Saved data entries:
*** Block opens ***

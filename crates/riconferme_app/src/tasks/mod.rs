//! The concrete units of a run and the manager driving them.
//!
//! Tasks run in the fixed order of [`TaskName::ALL`]; a task with subtasks
//! runs them as a nested pipeline with the same short-circuit rule.

mod archive_pages;
mod close_pages;
mod create_pages;
mod failed_updates;
mod open_updates;
mod simple_updates;
mod start_vote;
mod update_list;
mod user_notice;

use std::fmt;
use std::str::FromStr;

use anyhow::{anyhow, Result};
use async_trait::async_trait;
use bot_logging::bot_info;
use chrono::{DateTime, NaiveDate, Utc};
use chrono_tz::Tz;
use riconferme_core::localtime::local_date;
use riconferme_core::{
    run_pipeline, Clock, Config, ConfigError, Message, MessageError, MessageProvider,
    Outcome, PipelineUnit, TaskResult, UnitKind, UserInfo,
};
use riconferme_engine::{EditParams, Wiki, WikiGroup};
use thiserror::Error;

use crate::provider::TaskDataProvider;

#[derive(Debug, Error, PartialEq, Eq)]
pub enum UnknownUnit {
    #[error("unknown task `{0}`")]
    Task(String),
    #[error("unknown subtask `{0}`")]
    Subtask(String),
}

#[derive(Debug, Clone, Copy, PartialEq, Eq)]
pub enum TaskName {
    UpdateList,
    StartNew,
    StartVote,
    CloseOld,
}

impl TaskName {
    pub const ALL: [TaskName; 4] = [
        TaskName::UpdateList,
        TaskName::StartNew,
        TaskName::StartVote,
        TaskName::CloseOld,
    ];

    pub fn as_str(self) -> &'static str {
        match self {
            TaskName::UpdateList => "update-list",
            TaskName::StartNew => "start-new",
            TaskName::StartVote => "start-vote",
            TaskName::CloseOld => "close-old",
        }
    }

    pub fn subtasks(self) -> &'static [SubtaskName] {
        match self {
            TaskName::UpdateList | TaskName::StartVote => &[],
            TaskName::StartNew => &[
                SubtaskName::CreatePages,
                SubtaskName::OpenUpdates,
                SubtaskName::UserNotice,
            ],
            TaskName::CloseOld => &[
                SubtaskName::ClosePages,
                SubtaskName::ArchivePages,
                SubtaskName::SimpleUpdates,
                SubtaskName::FailedUpdates,
            ],
        }
    }
}

impl fmt::Display for TaskName {
    fn fmt(&self, f: &mut fmt::Formatter<'_>) -> fmt::Result {
        f.write_str(self.as_str())
    }
}

impl FromStr for TaskName {
    type Err = UnknownUnit;

    fn from_str(s: &str) -> Result<Self, Self::Err> {
        TaskName::ALL
            .into_iter()
            .find(|t| t.as_str() == s)
            .ok_or_else(|| UnknownUnit::Task(s.to_string()))
    }
}

#[derive(Debug, Clone, Copy, PartialEq, Eq)]
pub enum SubtaskName {
    CreatePages,
    OpenUpdates,
    UserNotice,
    ClosePages,
    ArchivePages,
    SimpleUpdates,
    FailedUpdates,
}

impl SubtaskName {
    pub const ALL: [SubtaskName; 7] = [
        SubtaskName::CreatePages,
        SubtaskName::OpenUpdates,
        SubtaskName::UserNotice,
        SubtaskName::ClosePages,
        SubtaskName::ArchivePages,
        SubtaskName::SimpleUpdates,
        SubtaskName::FailedUpdates,
    ];

    pub fn as_str(self) -> &'static str {
        match self {
            SubtaskName::CreatePages => "create-pages",
            SubtaskName::OpenUpdates => "open-updates",
            SubtaskName::UserNotice => "user-notice",
            SubtaskName::ClosePages => "close-pages",
            SubtaskName::ArchivePages => "archive-pages",
            SubtaskName::SimpleUpdates => "simple-updates",
            SubtaskName::FailedUpdates => "failed-updates",
        }
    }
}

impl fmt::Display for SubtaskName {
    fn fmt(&self, f: &mut fmt::Formatter<'_>) -> fmt::Result {
        f.write_str(self.as_str())
    }
}

impl FromStr for SubtaskName {
    type Err = UnknownUnit;

    fn from_str(s: &str) -> Result<Self, Self::Err> {
        SubtaskName::ALL
            .into_iter()
            .find(|t| t.as_str() == s)
            .ok_or_else(|| UnknownUnit::Subtask(s.to_string()))
    }
}

/// A task or a subtask, run through the same pipeline contract.
#[derive(Debug, Clone, Copy, PartialEq, Eq)]
pub enum Unit {
    Task(TaskName),
    Subtask(SubtaskName),
}

#[async_trait]
impl PipelineUnit<TaskContext> for Unit {
    fn name(&self) -> &str {
        match self {
            Unit::Task(task) => task.as_str(),
            Unit::Subtask(subtask) => subtask.as_str(),
        }
    }

    fn kind(&self) -> UnitKind {
        match self {
            Unit::Task(_) => UnitKind::Task,
            Unit::Subtask(_) => UnitKind::Subtask,
        }
    }

    async fn run(&self, ctx: &mut TaskContext) -> Result<TaskResult> {
        match *self {
            Unit::Task(TaskName::UpdateList) => update_list::run(ctx).await,
            Unit::Task(TaskName::StartVote) => start_vote::run(ctx).await,
            Unit::Task(task) => {
                let units: Vec<Unit> = task.subtasks().iter().copied().map(Unit::Subtask).collect();
                Ok(run_pipeline(&units, ctx).await)
            }
            Unit::Subtask(SubtaskName::CreatePages) => create_pages::run(ctx).await,
            Unit::Subtask(SubtaskName::OpenUpdates) => open_updates::run(ctx).await,
            Unit::Subtask(SubtaskName::UserNotice) => user_notice::run(ctx).await,
            Unit::Subtask(SubtaskName::ClosePages) => close_pages::run(ctx).await,
            Unit::Subtask(SubtaskName::ArchivePages) => archive_pages::run(ctx).await,
            Unit::Subtask(SubtaskName::SimpleUpdates) => simple_updates::run(ctx).await,
            Unit::Subtask(SubtaskName::FailedUpdates) => failed_updates::run(ctx).await,
        }
    }
}

/// What a run executes.
#[derive(Debug, Clone, PartialEq, Eq)]
pub enum RunMode {
    Full,
    Tasks(Vec<TaskName>),
    Subtasks(Vec<SubtaskName>),
}

impl RunMode {
    /// Parses the CLI selection; every name is checked before anything runs.
    pub fn from_cli(tasks: &[String], subtasks: &[String]) -> Result<Self, UnknownUnit> {
        if !tasks.is_empty() {
            let tasks = tasks
                .iter()
                .map(|name| name.trim().parse())
                .collect::<Result<Vec<TaskName>, _>>()?;
            return Ok(RunMode::Tasks(tasks));
        }
        if !subtasks.is_empty() {
            let subtasks = subtasks
                .iter()
                .map(|name| name.trim().parse())
                .collect::<Result<Vec<SubtaskName>, _>>()?;
            return Ok(RunMode::Subtasks(subtasks));
        }
        Ok(RunMode::Full)
    }

    pub fn is_full(&self) -> bool {
        matches!(self, RunMode::Full)
    }

    fn units(&self) -> Vec<Unit> {
        match self {
            RunMode::Full => TaskName::ALL.into_iter().map(Unit::Task).collect(),
            RunMode::Tasks(tasks) => tasks.iter().copied().map(Unit::Task).collect(),
            RunMode::Subtasks(subtasks) => subtasks.iter().copied().map(Unit::Subtask).collect(),
        }
    }
}

pub struct TaskManager;

impl TaskManager {
    pub async fn run(mode: &RunMode, ctx: &mut TaskContext) -> TaskResult {
        let units = mode.units();
        bot_info!("Running {} units ({:?})", units.len(), mode);
        run_pipeline(&units, ctx).await
    }
}

/// Everything a unit may touch during one run.
pub struct TaskContext {
    pub wikis: WikiGroup,
    pub provider: TaskDataProvider,
    pub messages: MessageProvider,
    pub config: Config,
    pub clock: Clock,
    pub tz: Tz,
}

impl TaskContext {
    pub fn new(wikis: WikiGroup, config: Config, clock: Clock, tz: Tz) -> Self {
        Self {
            wikis,
            provider: TaskDataProvider::new(),
            messages: MessageProvider::default(),
            config,
            clock,
            tz,
        }
    }

    pub fn now(&self) -> DateTime<Utc> {
        (self.clock)()
    }

    /// Local date of the wiki.
    pub fn today(&self) -> NaiveDate {
        local_date(self.now(), self.tz)
    }

    pub fn msg(&self, key: &str) -> Result<Message, MessageError> {
        self.messages.get(key)
    }

    /// Owned copy of a config string, so it can outlive a borrow of `ctx`.
    pub fn config_str(&self, key: &str) -> Result<String, ConfigError> {
        self.config.get_str(key).map(str::to_string)
    }

    /// A list entry that may be absent from the configuration.
    pub fn config_list_or_empty(&self, key: &str) -> Result<Vec<String>, ConfigError> {
        match self.config.get_list(key) {
            Err(ConfigError::Missing(_)) => Ok(Vec::new()),
            other => other,
        }
    }
}

/// A procedure being closed in this run, with what the closing subtasks
/// need to know about its user.
#[derive(Debug, Clone)]
struct ClosedProcedure {
    title: String,
    user: String,
    is_vote: bool,
    outcome: Outcome,
    info: UserInfo,
}

async fn closed_procedures(ctx: &mut TaskContext) -> Result<Vec<ClosedProcedure>> {
    let (now, tz) = (ctx.now(), ctx.tz);
    let mut pages = ctx
        .provider
        .pages_to_close(&mut ctx.wikis.main, &ctx.config, tz, now)
        .await?
        .to_vec();
    let mut closed = Vec::with_capacity(pages.len());
    for page in &mut pages {
        let info = ctx
            .provider
            .admin_list(&mut ctx.wikis.main, &ctx.config)
            .await?
            .get(page.user())
            .cloned()
            .ok_or_else(|| anyhow!("{} is not in the admin list", page.user()))?;
        closed.push(ClosedProcedure {
            title: page.title().to_string(),
            user: page.user().to_string(),
            is_vote: page.is_vote(&mut ctx.wikis.main).await?,
            outcome: page.outcome(&mut ctx.wikis.main).await?,
            info,
        });
    }
    ctx.provider.set_pages_to_close(pages);
    Ok(closed)
}

/// Reads `title` from `wiki`, applies `transform` and writes it back with
/// `summary`, unless nothing changed.
async fn rewrite_page<F>(
    wiki: &mut Wiki,
    title: &str,
    summary: String,
    transform: F,
) -> Result<bool>
where
    F: FnOnce(&str) -> Result<String>,
{
    let content = wiki.get_page_content(title).await?;
    let updated = transform(&content)?;
    if updated == content {
        bot_info!("{title} already up to date");
        return Ok(false);
    }
    wiki.edit_page(EditParams::replace(title, updated).summary(summary))
        .await?;
    Ok(true)
}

*** Block closes ***

Where the string "EditParams" turns up in a line of the data above, copy that whole line.

use riconferme_engine::{EditParams, Wiki, WikiGroup};
    wiki.edit_page(EditParams::replace(title, updated).summary(summary))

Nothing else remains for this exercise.